(Above, The Breaking of the Hindenburg Line by J P B Beadle, 1918 (© IWM Art.IWM ART 6296))
Marshal Foch launched his Grand Offensive with French and US offensives in the Meuse-Argonne on 26 September 1918 . The Army Group in Flanders, with King Albert I of Belgium as Commander-in-Chief, consisting of the Belgian Army, the British Second Army, and the French Sixth Army, launched the Fifth Battle of Ypres on 28 September.
At 0500 hours on 29 September 1918, General Sir Henry Rawlinson’s Fourth (UK) Army attacked the heart of the Hindenburg Line on a front of twelve miles with the IX British Corps and the II US Corps, with the Australian Corps in support behind it. General Marie-Eugène Debeney’s First (French) Army extended the battle front to the south, while two corps of the Third (UK) Army extended it to the north as far as Marcoing on the St Quentin Canal.

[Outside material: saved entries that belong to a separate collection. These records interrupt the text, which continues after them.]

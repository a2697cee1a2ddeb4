//! # chainlog-contracts
//!
//! Shared types, schemas, and contracts for the chainlog audit chain.
//!
//! All crates in the workspace import from here. No business logic lives in
//! this crate, only data definitions and error types.

pub mod error;
pub mod event;
pub mod query;
pub mod verify;

pub use error::{ChainlogError, ChainlogResult};
pub use event::{
    AdmissionReceipt, AuditEvent, ChainId, ClientContext, CommittedEvent, EventDraft, EventId,
    Outcome,
};
pub use query::{DetailsMatch, EventQuery, Page, PageCursor, SortOrder};
pub use verify::{
    ChainAttestation, IntegrityFailure, MismatchKind, VerificationRange, VerificationResult,
};

#[cfg(test)]
mod tests {
    use chrono::{TimeZone, Utc};
    use serde_json::json;

    use super::*;

    // ── EventId ──────────────────────────────────────────────────────────────

    #[test]
    fn event_id_new_produces_unique_values() {
        let ids: std::collections::HashSet<EventId> = (0..100).map(|_| EventId::new()).collect();
        assert_eq!(ids.len(), 100);
    }

    #[test]
    fn event_id_parses_its_display_form() {
        let id = EventId::new();
        assert_eq!(EventId::parse(&id.to_string()), Some(id));
        assert_eq!(EventId::parse("not-a-uuid"), None);
    }

    // ── Outcome ──────────────────────────────────────────────────────────────

    #[test]
    fn outcome_serializes_as_snake_case() {
        let json = serde_json::to_string(&Outcome::PartialSuccess).unwrap();
        assert_eq!(json, "\"partial_success\"");
        assert_eq!(Outcome::parse("partial_success"), Some(Outcome::PartialSuccess));
        assert_eq!(Outcome::parse("maybe"), None);
        assert!(Outcome::Success.is_success());
        assert!(!Outcome::Failure.is_success());
    }

    // ── EventDraft / AuditEvent ──────────────────────────────────────────────

    #[test]
    fn draft_builder_sets_optional_fields() {
        let draft = EventDraft::new("authentication", "login", "user", "u-1", Outcome::Failure)
            .with_actor("u-1")
            .with_outcome_detail("bad password")
            .with_ip_address("10.0.0.7")
            .with_user_agent("curl/8")
            .with_request_correlation_id("req-9")
            .with_details(json!({ "method": "password" }));

        assert_eq!(draft.actor.as_deref(), Some("u-1"));
        assert_eq!(draft.outcome_detail.as_deref(), Some("bad password"));
        assert_eq!(draft.client.ip_address.as_deref(), Some("10.0.0.7"));
        assert_eq!(draft.client.user_agent.as_deref(), Some("curl/8"));
        assert_eq!(draft.request_correlation_id.as_deref(), Some("req-9"));
        assert!(draft.timestamp.is_none());
    }

    #[test]
    fn draft_deserializes_with_only_required_fields() {
        let draft: EventDraft = serde_json::from_value(json!({
            "event_type": "config_change",
            "action": "set",
            "resource_type": "configuration",
            "resource_id": "max_workers",
            "outcome": "success"
        }))
        .unwrap();

        assert_eq!(draft.details, serde_json::Value::Null);
        assert!(draft.client.is_empty());
    }

    #[test]
    fn from_draft_keeps_caller_timestamp_and_links_previous_hash() {
        let caller_ts = Utc.with_ymd_and_hms(2024, 1, 2, 3, 4, 5).unwrap();
        let now = Utc.with_ymd_and_hms(2030, 1, 1, 0, 0, 0).unwrap();
        let draft = EventDraft::new("t", "a", "r", "1", Outcome::Success).with_timestamp(caller_ts);

        let event = AuditEvent::from_draft(EventId::new(), draft, now, AuditEvent::GENESIS_HASH);

        assert_eq!(event.timestamp, caller_ts);
        assert!(event.is_genesis());
        assert!(event.event_hash.is_empty());
    }

    #[test]
    fn from_draft_uses_server_time_when_absent() {
        let now = Utc.with_ymd_and_hms(2030, 1, 1, 0, 0, 0).unwrap();
        let draft = EventDraft::new("t", "a", "r", "1", Outcome::Success);
        let event = AuditEvent::from_draft(EventId::new(), draft, now, "ab".repeat(32));
        assert_eq!(event.timestamp, now);
        assert!(!event.is_genesis());
    }

    #[test]
    fn genesis_hash_is_64_zeros() {
        assert_eq!(AuditEvent::GENESIS_HASH.len(), 64);
        assert!(AuditEvent::GENESIS_HASH.chars().all(|c| c == '0'));
    }

    // ── PageCursor ───────────────────────────────────────────────────────────

    #[test]
    fn page_cursor_encode_decode() {
        let cursor = PageCursor {
            timestamp: Utc.with_ymd_and_hms(2024, 5, 6, 7, 8, 9).unwrap(),
            id: EventId::new(),
            snapshot_len: 42,
        };
        assert_eq!(PageCursor::decode(&cursor.encode()), Some(cursor));
        assert_eq!(PageCursor::decode("garbage"), None);
    }

    // ── VerificationResult ───────────────────────────────────────────────────

    #[test]
    fn intact_result_passes_through_into_result() {
        let result = VerificationResult {
            chain_id: ChainId::default(),
            start_position: 0,
            verified_count: 3,
            tail_hash: "ab".repeat(32),
            failure: None,
        };
        assert!(result.is_intact());
        assert!(result.into_result().is_ok());
    }

    #[test]
    fn failed_result_becomes_integrity_violation() {
        let result = VerificationResult {
            chain_id: ChainId::new("tenant-a"),
            start_position: 0,
            verified_count: 1,
            tail_hash: "aa".repeat(32),
            failure: Some(IntegrityFailure {
                position: 1,
                event_id: None,
                kind: MismatchKind::HashMismatch,
                expected: "bb".repeat(32),
                found: "cc".repeat(32),
            }),
        };

        let err = result.into_result().unwrap_err();
        assert!(err.is_integrity_violation());
        assert!(!err.is_retryable());
        let msg = err.to_string();
        assert!(msg.contains("position 1"));
        assert!(msg.contains("hash_mismatch"));
        assert!(msg.contains("tenant-a"));
    }

    // ── ChainlogError display messages ───────────────────────────────────────

    #[test]
    fn error_write_contention_display() {
        let err = ChainlogError::WriteContention { attempts: 8 };
        assert!(err.to_string().contains("8 commit attempts"));
        assert!(err.is_retryable());
    }

    #[test]
    fn error_storage_display() {
        let err = ChainlogError::storage("disk full");
        let msg = err.to_string();
        assert!(msg.contains("storage error"));
        assert!(msg.contains("disk full"));
        assert!(err.is_retryable());
        assert!(!err.is_integrity_violation());
    }

    #[test]
    fn error_validation_display() {
        let err = ChainlogError::validation("event_type must not be empty");
        assert!(err.to_string().contains("validation error"));
        assert!(!err.is_retryable());
    }

    #[test]
    fn error_not_found_display() {
        let err = ChainlogError::not_found("event abc");
        assert_eq!(err.to_string(), "not found: event abc");
    }
}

By 5 October, the Allies had broken through the Hindenburg line’s defences over a 31 km front and, by 8 October, the First and Third (UK) Army had broken through the Hindenburg Line following the Second Battle of Cambrai. It was these events that began to force the Germans into accepting that an armistice would need to be sought to end the fighting – and the war.